Здесь объясняется необходимость надежной отправной точки. Мы определяем понятия, и наши определения обладают смыслом. Но эти понятия могут выйти за пределы нашего интеллекта. Стоит чуть превзойти свои возможности концептуализации, и человек уже не знает, о чем говорит.
В то же самое время мы все-таки выбираем некоторую конкретную модель, а не какую-нибудь другую. И какую бы модель мы ни выбрали, мы можем сохранить связь с оригиналом. Так, например, мы делаем модель атома, полностью осознавая, что ни электрон, ни протон с нейтроном не являются кусочками твердой материи, какими они представляются в модели. Однако сама модель помогает нам понять атом настолько, чтобы работать с ним.
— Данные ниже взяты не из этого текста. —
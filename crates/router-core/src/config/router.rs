//! Configuration types

use std::collections::BTreeMap;
use std::time::Duration;

use serde::{Deserialize, Serialize};

use crate::audio::DeviceId;
use crate::effect::FilterBand;
use crate::types::{CHUNK_SIZE, DEFAULT_SAMPLE_RATE, MAX_CHUNK_SIZE, MAX_DESTINATIONS};

/// Smallest accepted chunk size in frames
const MIN_CHUNK_SIZE: usize = 16;

/// Top-level configuration file
#[derive(Debug, Clone, Default, PartialEq, Serialize, Deserialize)]
#[serde(default)]
pub struct RouterConfig {
    pub engine: EngineConfig,
    pub routing: RoutingPreset,
}

/// Engine tuning
#[derive(Debug, Clone, PartialEq, Serialize, Deserialize)]
#[serde(default)]
pub struct EngineConfig {
    /// Frames per chunk
    /// Clamped to [16, 8192] when used.
    /// Default: 512
    pub chunk_size: usize,

    /// Rate used to validate latency settings while stopped
    /// A running session always uses its input device's rate.
    /// Default: 48000
    pub fallback_sample_rate: u32,

    /// Pending control commands the engine queue can hold
    /// Default: 256
    pub command_queue_capacity: usize,

    /// Destination limit (never above 16)
    /// Default: 16
    pub max_destinations: usize,

    /// Interval between level broadcasts
    /// Default: 50ms (20 updates per second)
    pub meter_interval_ms: u64,
}

impl Default for EngineConfig {
    fn default() -> Self {
        Self {
            chunk_size: CHUNK_SIZE,
            fallback_sample_rate: DEFAULT_SAMPLE_RATE,
            command_queue_capacity: 256,
            max_destinations: MAX_DESTINATIONS,
            meter_interval_ms: 50,
        }
    }
}

impl EngineConfig {
    /// Chunk size in frames, clamped to the supported range
    pub fn chunk_frames(&self) -> usize {
        self.chunk_size.clamp(MIN_CHUNK_SIZE, MAX_CHUNK_SIZE)
    }

    pub fn destination_limit(&self) -> usize {
        self.max_destinations.min(MAX_DESTINATIONS)
    }

    pub fn fallback_rate(&self) -> u32 {
        if self.fallback_sample_rate == 0 {
            DEFAULT_SAMPLE_RATE
        } else {
            self.fallback_sample_rate
        }
    }

    pub fn meter_interval(&self) -> Duration {
        Duration::from_millis(self.meter_interval_ms.max(1))
    }
}

/// Saved routing: the input device and every destination
#[derive(Debug, Clone, Default, PartialEq, Serialize, Deserialize)]
#[serde(default)]
pub struct RoutingPreset {
    /// Input to start with, if any
    #[serde(skip_serializing_if = "Option::is_none")]
    pub input_device: Option<DeviceId>,
    pub destinations: Vec<DestinationPreset>,
}

/// Saved configuration of one destination
#[derive(Debug, Clone, PartialEq, Serialize, Deserialize)]
pub struct DestinationPreset {
    pub device: DeviceId,
    /// Input channel → gain on the left bus
    #[serde(default)]
    pub left: BTreeMap<usize, f32>,
    /// Input channel → gain on the right bus
    #[serde(default)]
    pub right: BTreeMap<usize, f32>,
    #[serde(default)]
    pub latency_ms: f32,
    #[serde(default, skip_serializing_if = "Option::is_none")]
    pub filter: Option<FilterBand>,
}

impl DestinationPreset {
    pub fn new(device: DeviceId) -> Self {
        Self {
            device,
            left: BTreeMap::new(),
            right: BTreeMap::new(),
            latency_ms: 0.0,
            filter: None,
        }
    }
}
Это не модель в смысле точного подобия в другом масштабе. Это рабочая модель, абстракция. Важны здесь взаимоотношения между частями.
Точно так же человеческое тело часто используется для метафорической передачи определенных концепций. Так, когда мы говорим, что Хесед и Гвура можно изобразить на диаграмме сфирот как левую и правую сторону в смысле функций, мы не собираемся утверждать, что Хесед похожа на правую руку Б-га или что она имеет какое-то отношение к правой руке человека. Это модель ограниченно гомологичных отношений, единственная ценность которой в том. что она позволяет сознанию понять нечто. Точно так же только моделями являются многие галахические ситуации, изложенные в Писании. Бодливый бык и оставленная на дороге яма подобны моделям юридических проблем или даже, точнее, моделям отношений между людьми во время тяжбы. К несчастью, для очень многих из числа изучающих Талмуд оказывается слишком трудным высвободиться из рамок модели. В этом случае, как и во всех случаях, когда человек попадается в ловушку метафоры, модель превращается в абсурд.
Нам мешает воображение. Надо учиться действовать сразу на двух уровнях: один — признание того, что модель помогает понять нечто, другой — что она не выражает на самом деле само явление. Это интеллектуальное затруднение оказывается иногда главным препятствием для попыток некоторых культур приспособиться к научному подходу. Они путают модель с объектом. Часто это следствие давней традиции идолопоклонства, неразличения инструментов Б-га от Самого Б-га. А неспособность освободиться от модели и обратиться к первоисточнику — и есть идолопоклонство.
Как бы человек ни славил Б-га, Он бесконечно далек от всего, что человек может сказать или подумать, великого или малого. В том, что касается сотворенного, первое качество — это Мудрость. Она — первоисточник. Однако другие качества связаны более прямо с Даат (Знанием), а оно происходит из Хохма (Мудрости), так что любовь, страх и другие эмоции должны знать свой объект, что, в частности, объясняет, почему дети бывают так злы и жестоки — у них нет достаточной связи с Даат (Знанием) и с Мудростью. Жестокость во многих случаях оказывается неспособностью понять природу другого существа, встать на его место и представить себе его реакцию.
То же самое касается и гнева. Иудаизм, кстати, никогда не смотрел на детей как на существ чистых и невинных, этаких ангелочков. Наоборот, предполагалось, что они особенно склонны к греху и жесткости — по незнанию. Человек не рождается человеком; он входит в мир маленьким диким созданием. По мере роста он может приручиться. Дикость ребенка происходит из непонимания существования другого; невежество, отсутствие знания делает эмпатию невозможной.
Принимаем ли мы принцип естественного порядка, при котором большая рыба ест маленькую рыбку и все сражаются со всеми за выживание? Рыбы не обременены знанием, а у человека есть некоторое знание о других, которое может быть переведено через эмпатию и которое отвергает гнев и агрессию. Жестокость, говорим мы, это результат невежества, которое есть незнание о других, а не невежество интеллектуальное. Потому что можно быть очень интеллектуальным и страдать отсутствием знания о других людях. Есть даже выражение, описывающее этот тип: Ученый без Даат, выражение, к сожалению, очень применимое ко многим нашим интеллектуалам.